I"m going to go against the grain here, and suggest you read "Right the first time" by Lee W. Ritchey. http://www.thehighspeeddesignbook.com/
Of specific interest is chapter 25, where the author goes to great lengths to point out:
"that the rule [of no right angles] arose as a result of one particular figure (Figure 7-17) appearing on one particular page (page 144), of the Motorola ECL Systems Handbook that was published in 1973. This figure shows two traces, side-by-side, one with two right angle bends and the other with those bends rounded. Below that picture are two oscilloscope traces. The trace for the right angle bend example has two small dips in the middle of it while the trace for the rounded corners has none. This suggests that right angle bends cause a problem. Backing up to page 140 of the same handbook, Figure 7-14 shows a trace with two right angle bends and no disturbance at all from either one of the bends. Seems like a conflict. I [Ritchey] called the author to question this and was told that Figure 7-17 was flawed and should not have been published! So, for all this time, engineers have been preventing the use of right angle bends based on flawed data. (Note: The Motorola ECL Systems Handbook is available as a PDF file from On Semiconductor at www.onsemi.com.)"
The author goes on to state: "Right angle bends do not cause signal integrity problems at any practical edge speed.
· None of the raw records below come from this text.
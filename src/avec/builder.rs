//! Synthesis of records from field names and physical values.

use tracing::warn;

use crate::profile::{Catalog, CatalogEntry, FieldSchema, Kind};
use crate::sans::data::BaseType;
use crate::value::Value;

use super::Error;
use super::definition::{FieldDefinition, RecordDefinition};
use super::field::{self, Semantics};

/// A definition and the bytes of a single data record laid out by it.
#[derive(Debug, Clone, PartialEq)]
pub struct SyntheticRecord {
    pub definition: RecordDefinition,
    pub values: Vec<u8>,
}

/// Builds a single record of a catalog message.
///
/// ```
/// let record = Builder::new(&PROFILE, FILE_ID)
///     .field("type", [Value::from(4u8)])?
///     .field("serial_number", [1u32])?
///     .build();
///
/// let mut file = FitFile::new();
/// file.push(record);
/// ```
#[derive(Debug)]
pub struct Builder<'c> {
    message: CatalogEntry<'c>,
    local_message: u8,
    fields: Vec<(FieldSchema, Vec<Value>)>,
}

impl<'c> Builder<'c> {
    pub fn new<C: Catalog + ?Sized>(catalog: &'c C, global_message: u16) -> Self {
        Self {
            message: catalog.lookup(global_message),
            local_message: 0,
            fields: Vec::new(),
        }
    }

    /// Set the local message number of the definition, `0` by default.
    pub fn local_message(mut self, local_message: u8) -> Self {
        self.local_message = local_message & 0x0F;
        self
    }

    /// Set the values of a field, replacing any set earlier.
    ///
    /// Several values make an array field.
    pub fn field<V: Into<Value>>(
        mut self,
        name: &str,
        values: impl IntoIterator<Item = V>,
    ) -> Result<Self, Error> {
        let schema = self
            .message
            .field_by_name(name)
            .ok_or_else(|| Error::UnknownField {
                message: self.message.name().into_owned(),
                name: name.to_owned(),
            })?;

        let values = values.into_iter().map(Into::into).collect();

        match self.fields.iter_mut().find(|(s, _)| s.number == schema.number) {
            Some((_, v)) => *v = values,
            None => self.fields.push((schema, values)),
        }

        Ok(self)
    }

    /// Set a single value of a field.
    pub fn value(self, name: &str, value: impl Into<Value>) -> Result<Self, Error> {
        self.field(name, [value.into()])
    }

    pub fn build(self) -> SyntheticRecord {
        let mut fields = Vec::with_capacity(self.fields.len());
        let mut values = Vec::new();

        for (schema, elements) in self.fields {
            let size = field_size(&schema, &elements);

            let value = match elements.len() {
                0 => None,
                1 if schema.kind != Kind::Array => elements.into_iter().next(),
                _ => Some(Value::Array(elements.into_iter().map(Some).collect())),
            };

            let is_representable = field::encode(
                schema.base_type,
                Some(&Semantics::from(&schema)),
                value.as_ref(),
                size as usize,
                true,
                &mut values,
            );

            if !is_representable {
                warn!(
                    global_message = self.message.number(),
                    field = schema.name,
                    "Wrote an unrepresentable value as invalid."
                );
            }

            fields.push(FieldDefinition {
                number: schema.number,
                size,
                base_type: schema.base_type,
                schema: Some(schema),
            });
        }

        let definition = RecordDefinition {
            local_message: self.local_message,
            is_little_endian: true,
            global_message: self.message.number(),
            message_name: match self.message {
                CatalogEntry::Known(m) => Some(m.name),
                CatalogEntry::Unknown(_) => None,
            },
            fields,
            developer_fields: Vec::new(),
        };

        SyntheticRecord { definition, values }
    }
}

/// The size of a field holding `values`: one element per value, or for
/// strings, the text and its terminator.
fn field_size(schema: &FieldSchema, values: &[Value]) -> u8 {
    let element_size = schema.base_type.size() as usize;

    let size = match (schema.base_type, values) {
        (BaseType::String, [Value::String(s)]) => (s.len() + 1).max(schema.size as usize),
        (_, [Value::Bytes(b)]) => b.len(),
        (_, []) => schema.size as usize,
        (_, values) => values.len() * element_size,
    };

    // Whole elements only.
    let max = u8::MAX as usize / element_size * element_size;
    size.clamp(element_size, max) as u8
}

#[cfg(all(test, feature = "profile"))]
mod tests {
    use super::*;
    use crate::profile::{FILE_ID, PROFILE};

    #[test]
    fn unknown_field_names_are_rejected() {
        let result = Builder::new(&PROFILE, FILE_ID).value("colour", 3u8);

        match result {
            Err(Error::UnknownField { message, name }) => {
                assert_eq!(message, "file_id");
                assert_eq!(name, "colour");
            }
            other => panic!("unexpected result: {other:?}"),
        }
    }

    #[test]
    fn sizes_follow_values() {
        let record = Builder::new(&PROFILE, 78)
            .field("time", [0.5, 0.75, 1.0])
            .unwrap()
            .build();

        assert_eq!(record.definition.fields[0].size, 6);
        assert_eq!(record.values, [0xF4, 0x01, 0xEE, 0x02, 0xE8, 0x03]);
    }

    #[test]
    fn strings_fill_at_least_the_catalog_size() {
        let record = Builder::new(&PROFILE, FILE_ID)
            .value("product_name", "Edge")
            .unwrap()
            .build();

        assert_eq!(record.definition.fields[0].size, 20);
        assert_eq!(&record.values[..5], b"Edge\0");
    }
}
Right angle bends also do not cause EMI. Right angle bends are not acid traps. There is no good technical reason to prevent the use of right angle bends to route traces in a PCB."
So from that advice, from a purely electrical standpoint, there is no reason to eschew 90 degree bends. Whether there are mechanical considerations such as traces lifting at higher temperatures etc. is another matter.
Personally I try and keep the traces as short as practicable, which usually means straight lines (no bends) wherever possible. I don't lose sleep over adding 90 degree bends if needed: keeping everything at 45 (or 135) degrees uses up a lot of PCB 'real estate' on tighter designs.
Well, generally, the shorter the traces, the less loss and better things work. Right angles make for longer traces, so are typically undesired. Although there is only a minuscule difference for most hobbyist-type circuits. If you are experimenting with resistors, capacitors, 555's and 2N2222's, if you must use a right-angle, do it, but don't get into the habit of it. As JRE states, they are also difficult to etch properly.
Things get interesting at high frequencies - over 100MHz or so. As a signal's frequency increases, all manners of physical effects (physics) begin to manifest and affect the signal as it travels (propagates) across the PCB. Since the frequency is so fast, the wavelength is very short, which means that a PCB trace can start to appear large enough to be an antenna and radiate power into free space. At even higher frequencies, large sections of copper appear as capacitance, sharp corners appear as resistance (technically - impedance), gaps in a track appear as a filter, even the PCB material itself influences things - called the dielectric constant. Such (intentional) design is very specialized and complex. Usually, most electronics design avoids these effects by using lower frequencies, making shorter PCB traces, etc.
EMI is Electro-Magnetic Interference, which means the undesired generation or induction of unintentional RF signals. EMC (Electro-Magnetic Compliance) is the trade of testing PCB's for undesired radiation (and susceptibility). A career in EMC is one born from a heavy understanding of physics, RF theory, and electronics.